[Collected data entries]
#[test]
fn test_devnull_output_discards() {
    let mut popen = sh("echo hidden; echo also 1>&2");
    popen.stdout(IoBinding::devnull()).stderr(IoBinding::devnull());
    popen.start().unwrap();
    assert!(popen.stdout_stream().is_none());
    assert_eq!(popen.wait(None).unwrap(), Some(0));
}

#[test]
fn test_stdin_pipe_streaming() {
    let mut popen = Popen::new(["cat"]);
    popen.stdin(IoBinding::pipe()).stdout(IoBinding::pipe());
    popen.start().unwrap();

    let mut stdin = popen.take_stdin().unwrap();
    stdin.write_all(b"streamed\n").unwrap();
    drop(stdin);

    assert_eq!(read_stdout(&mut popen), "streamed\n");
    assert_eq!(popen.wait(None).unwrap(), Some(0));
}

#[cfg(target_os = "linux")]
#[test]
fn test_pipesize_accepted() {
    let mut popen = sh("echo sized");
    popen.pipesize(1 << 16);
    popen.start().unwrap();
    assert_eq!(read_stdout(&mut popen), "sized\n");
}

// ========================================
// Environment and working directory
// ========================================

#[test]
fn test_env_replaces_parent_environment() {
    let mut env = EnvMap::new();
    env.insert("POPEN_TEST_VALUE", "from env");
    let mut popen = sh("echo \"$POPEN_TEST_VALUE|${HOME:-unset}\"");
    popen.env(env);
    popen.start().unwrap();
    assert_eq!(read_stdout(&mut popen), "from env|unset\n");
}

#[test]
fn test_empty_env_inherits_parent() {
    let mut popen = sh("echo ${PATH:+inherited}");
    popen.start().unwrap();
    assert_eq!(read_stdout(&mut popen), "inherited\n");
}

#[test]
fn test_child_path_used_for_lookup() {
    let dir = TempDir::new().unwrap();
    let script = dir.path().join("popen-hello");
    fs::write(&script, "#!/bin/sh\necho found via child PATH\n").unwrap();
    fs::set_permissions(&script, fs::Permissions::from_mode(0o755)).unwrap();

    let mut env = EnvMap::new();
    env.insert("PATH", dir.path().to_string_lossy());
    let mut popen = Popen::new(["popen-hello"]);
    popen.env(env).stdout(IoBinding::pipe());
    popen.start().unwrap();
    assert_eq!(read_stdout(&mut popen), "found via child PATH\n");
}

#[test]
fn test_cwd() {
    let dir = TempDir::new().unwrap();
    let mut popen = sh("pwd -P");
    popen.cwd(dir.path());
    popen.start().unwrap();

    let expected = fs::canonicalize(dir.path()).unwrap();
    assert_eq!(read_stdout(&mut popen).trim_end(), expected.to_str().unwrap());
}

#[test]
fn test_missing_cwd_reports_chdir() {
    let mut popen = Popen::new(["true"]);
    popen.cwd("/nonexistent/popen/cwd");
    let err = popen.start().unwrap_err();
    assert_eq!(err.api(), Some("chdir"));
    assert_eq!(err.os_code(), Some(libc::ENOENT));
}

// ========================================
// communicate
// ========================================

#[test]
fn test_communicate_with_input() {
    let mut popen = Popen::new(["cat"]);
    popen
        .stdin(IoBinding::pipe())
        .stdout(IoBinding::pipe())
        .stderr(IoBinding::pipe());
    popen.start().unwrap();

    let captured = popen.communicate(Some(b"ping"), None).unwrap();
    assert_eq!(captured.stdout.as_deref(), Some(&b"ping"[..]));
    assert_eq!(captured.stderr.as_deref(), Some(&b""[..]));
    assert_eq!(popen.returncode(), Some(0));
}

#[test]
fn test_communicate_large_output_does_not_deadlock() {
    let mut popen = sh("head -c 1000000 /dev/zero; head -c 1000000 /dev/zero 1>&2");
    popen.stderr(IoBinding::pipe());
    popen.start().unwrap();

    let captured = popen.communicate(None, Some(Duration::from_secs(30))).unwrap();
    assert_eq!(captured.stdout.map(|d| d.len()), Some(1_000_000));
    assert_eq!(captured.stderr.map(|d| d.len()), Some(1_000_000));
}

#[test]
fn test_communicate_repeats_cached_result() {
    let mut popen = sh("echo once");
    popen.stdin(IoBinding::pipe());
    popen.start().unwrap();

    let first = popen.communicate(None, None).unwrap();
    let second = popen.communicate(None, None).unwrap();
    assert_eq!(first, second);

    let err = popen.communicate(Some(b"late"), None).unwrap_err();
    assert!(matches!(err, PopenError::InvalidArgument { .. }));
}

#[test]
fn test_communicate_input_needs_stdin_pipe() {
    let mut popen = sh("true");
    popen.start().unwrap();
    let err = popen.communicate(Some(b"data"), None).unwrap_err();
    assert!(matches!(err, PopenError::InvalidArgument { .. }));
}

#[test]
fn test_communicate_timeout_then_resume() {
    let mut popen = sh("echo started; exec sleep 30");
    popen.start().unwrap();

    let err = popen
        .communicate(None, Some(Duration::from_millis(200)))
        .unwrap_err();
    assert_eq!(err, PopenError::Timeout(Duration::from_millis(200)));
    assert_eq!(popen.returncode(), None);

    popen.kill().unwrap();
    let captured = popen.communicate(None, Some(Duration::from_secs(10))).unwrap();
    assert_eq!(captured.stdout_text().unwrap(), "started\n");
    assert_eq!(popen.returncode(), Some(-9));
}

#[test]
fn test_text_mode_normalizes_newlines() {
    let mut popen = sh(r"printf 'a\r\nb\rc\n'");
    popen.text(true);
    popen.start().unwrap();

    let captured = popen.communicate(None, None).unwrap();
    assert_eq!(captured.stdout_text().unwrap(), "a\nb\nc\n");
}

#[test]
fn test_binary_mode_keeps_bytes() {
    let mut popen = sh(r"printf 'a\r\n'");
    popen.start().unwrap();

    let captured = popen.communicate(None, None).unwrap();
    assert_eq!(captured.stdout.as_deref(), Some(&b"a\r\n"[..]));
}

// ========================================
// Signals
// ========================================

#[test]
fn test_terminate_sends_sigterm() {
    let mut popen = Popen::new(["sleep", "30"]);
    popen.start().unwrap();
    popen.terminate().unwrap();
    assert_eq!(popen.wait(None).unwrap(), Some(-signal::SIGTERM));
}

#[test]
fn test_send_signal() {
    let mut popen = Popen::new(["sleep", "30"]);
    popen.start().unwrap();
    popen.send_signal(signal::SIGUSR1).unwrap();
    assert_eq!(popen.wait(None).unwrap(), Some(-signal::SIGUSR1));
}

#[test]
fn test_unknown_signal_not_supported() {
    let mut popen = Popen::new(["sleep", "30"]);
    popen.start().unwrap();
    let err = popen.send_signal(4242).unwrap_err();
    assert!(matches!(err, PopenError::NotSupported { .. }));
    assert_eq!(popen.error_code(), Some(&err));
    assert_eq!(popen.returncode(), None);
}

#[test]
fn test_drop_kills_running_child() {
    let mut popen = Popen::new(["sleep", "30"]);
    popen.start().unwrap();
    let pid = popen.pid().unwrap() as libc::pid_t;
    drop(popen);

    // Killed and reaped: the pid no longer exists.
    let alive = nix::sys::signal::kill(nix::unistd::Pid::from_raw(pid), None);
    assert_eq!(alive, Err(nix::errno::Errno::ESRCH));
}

§ **Goal of the exercise**: With no additions or omissions, transcribe every record.

§ **Task response**:
#[test]
fn test_devnull_output_discards() {
    let mut popen = sh("echo hidden; echo also 1>&2");
    popen.stdout(IoBinding::devnull()).stderr(IoBinding::devnull());
    popen.start().unwrap();
    assert!(popen.stdout_stream().is_none());
    assert_eq!(popen.wait(None).unwrap(), Some(0));
}

#[test]
fn test_stdin_pipe_streaming() {
    let mut popen = Popen::new(["cat"]);
    popen.stdin(IoBinding::pipe()).stdout(IoBinding::pipe());
    popen.start().unwrap();

    let mut stdin = popen.take_stdin().unwrap();
    stdin.write_all(b"streamed\n").unwrap();
    drop(stdin);

    assert_eq!(read_stdout(&mut popen), "streamed\n");
    assert_eq!(popen.wait(None).unwrap(), Some(0));
}

#[cfg(target_os = "linux")]
#[test]
fn test_pipesize_accepted() {
    let mut popen = sh("echo sized");
    popen.pipesize(1 << 16);
    popen.start().unwrap();
    assert_eq!(read_stdout(&mut popen), "sized\n");
}

// ========================================
// Environment and working directory
// ========================================

#[test]
fn test_env_replaces_parent_environment() {
    let mut env = EnvMap::new();
    env.insert("POPEN_TEST_VALUE", "from env");
    let mut popen = sh("echo \"$POPEN_TEST_VALUE|${HOME:-unset}\"");
    popen.env(env);
    popen.start().unwrap();
    assert_eq!(read_stdout(&mut popen), "from env|unset\n");
}

#[test]
fn test_empty_env_inherits_parent() {
    let mut popen = sh("echo ${PATH:+inherited}");
    popen.start().unwrap();
    assert_eq!(read_stdout(&mut popen), "inherited\n");
}

#[test]
fn test_child_path_used_for_lookup() {
    let dir = TempDir::new().unwrap();
    let script = dir.path().join("popen-hello");
    fs::write(&script, "#!/bin/sh\necho found via child PATH\n").unwrap();
    fs::set_permissions(&script, fs::Permissions::from_mode(0o755)).unwrap();

    let mut env = EnvMap::new();
    env.insert("PATH", dir.path().to_string_lossy());
    let mut popen = Popen::new(["popen-hello"]);
    popen.env(env).stdout(IoBinding::pipe());
    popen.start().unwrap();
    assert_eq!(read_stdout(&mut popen), "found via child PATH\n");
}

#[test]
fn test_cwd() {
    let dir = TempDir::new().unwrap();
    let mut popen = sh("pwd -P");
    popen.cwd(dir.path());
    popen.start().unwrap();

    let expected = fs::canonicalize(dir.path()).unwrap();
    assert_eq!(read_stdout(&mut popen).trim_end(), expected.to_str().unwrap());
}

#[test]
fn test_missing_cwd_reports_chdir() {
    let mut popen = Popen::new(["true"]);
    popen.cwd("/nonexistent/popen/cwd");
    let err = popen.start().unwrap_err();
    assert_eq!(err.api(), Some("chdir"));
    assert_eq!(err.os_code(), Some(libc::ENOENT));
}

// ========================================
// communicate
// ========================================

#[test]
fn test_communicate_with_input() {
    let mut popen = Popen::new(["cat"]);
    popen
        .stdin(IoBinding::pipe())
        .stdout(IoBinding::pipe())
        .stderr(IoBinding::pipe());
    popen.start().unwrap();

    let captured = popen.communicate(Some(b"ping"), None).unwrap();
    assert_eq!(captured.stdout.as_deref(), Some(&b"ping"[..]));
    assert_eq!(captured.stderr.as_deref(), Some(&b""[..]));
    assert_eq!(popen.returncode(), Some(0));
}

#[test]
fn test_communicate_large_output_does_not_deadlock() {
    let mut popen = sh("head -c 1000000 /dev/zero; head -c 1000000 /dev/zero 1>&2");
    popen.stderr(IoBinding::pipe());
    popen.start().unwrap();

    let captured = popen.communicate(None, Some(Duration::from_secs(30))).unwrap();
    assert_eq!(captured.stdout.map(|d| d.len()), Some(1_000_000));
    assert_eq!(captured.stderr.map(|d| d.len()), Some(1_000_000));
}

#[test]
fn test_communicate_repeats_cached_result() {
    let mut popen = sh("echo once");
    popen.stdin(IoBinding::pipe());
    popen.start().unwrap();

    let first = popen.communicate(None, None).unwrap();
    let second = popen.communicate(None, None).unwrap();
    assert_eq!(first, second);

    let err = popen.communicate(Some(b"late"), None).unwrap_err();
    assert!(matches!(err, PopenError::InvalidArgument { .. }));
}

#[test]
fn test_communicate_input_needs_stdin_pipe() {
    let mut popen = sh("true");
    popen.start().unwrap();
    let err = popen.communicate(Some(b"data"), None).unwrap_err();
    assert!(matches!(err, PopenError::InvalidArgument { .. }));
}

#[test]
fn test_communicate_timeout_then_resume() {
    let mut popen = sh("echo started; exec sleep 30");
    popen.start().unwrap();

    let err = popen
        .communicate(None, Some(Duration::from_millis(200)))
        .unwrap_err();
    assert_eq!(err, PopenError::Timeout(Duration::from_millis(200)));
    assert_eq!(popen.returncode(), None);

    popen.kill().unwrap();
    let captured = popen.communicate(None, Some(Duration::from_secs(10))).unwrap();
    assert_eq!(captured.stdout_text().unwrap(), "started\n");
    assert_eq!(popen.returncode(), Some(-9));
}

#[test]
fn test_text_mode_normalizes_newlines() {
    let mut popen = sh(r"printf 'a\r\nb\rc\n'");
    popen.text(true);
    popen.start().unwrap();

    let captured = popen.communicate(None, None).unwrap();
    assert_eq!(captured.stdout_text().unwrap(), "a\nb\nc\n");
}

#[test]
fn test_binary_mode_keeps_bytes() {
    let mut popen = sh(r"printf 'a\r\n'");
    popen.start().unwrap();

    let captured = popen.communicate(None, None).unwrap();
    assert_eq!(captured.stdout.as_deref(), Some(&b"a\r\n"[..]));
}

// ========================================
// Signals
// ========================================

#[test]
fn test_terminate_sends_sigterm() {
    let mut popen = Popen::new(["sleep", "30"]);
    popen.start().unwrap();
    popen.terminate().unwrap();
    assert_eq!(popen.wait(None).unwrap(), Some(-signal::SIGTERM));
}

#[test]
fn test_send_signal() {
    let mut popen = Popen::new(["sleep", "30"]);
    popen.start().unwrap();
    popen.send_signal(signal::SIGUSR1).unwrap();
    assert_eq!(popen.wait(None).unwrap(), Some(-signal::SIGUSR1));
}

#[test]
fn test_unknown_signal_not_supported() {
    let mut popen = Popen::new(["sleep", "30"]);
    popen.start().unwrap();
    let err = popen.send_signal(4242).unwrap_err();
    assert!(matches!(err, PopenError::NotSupported { .. }));
    assert_eq!(popen.error_code(), Some(&err));
    assert_eq!(popen.returncode(), None);
}

#[test]
fn test_drop_kills_running_child() {
    let mut popen = Popen::new(["sleep", "30"]);
    popen.start().unwrap();
    let pid = popen.pid().unwrap() as libc::pid_t;
    drop(popen);

    // Killed and reaped: the pid no longer exists.
    let alive = nix::sys::signal::kill(nix::unistd::Pid::from_raw(pid), None);
    assert_eq!(alive, Err(nix::errno::Errno::ESRCH));
}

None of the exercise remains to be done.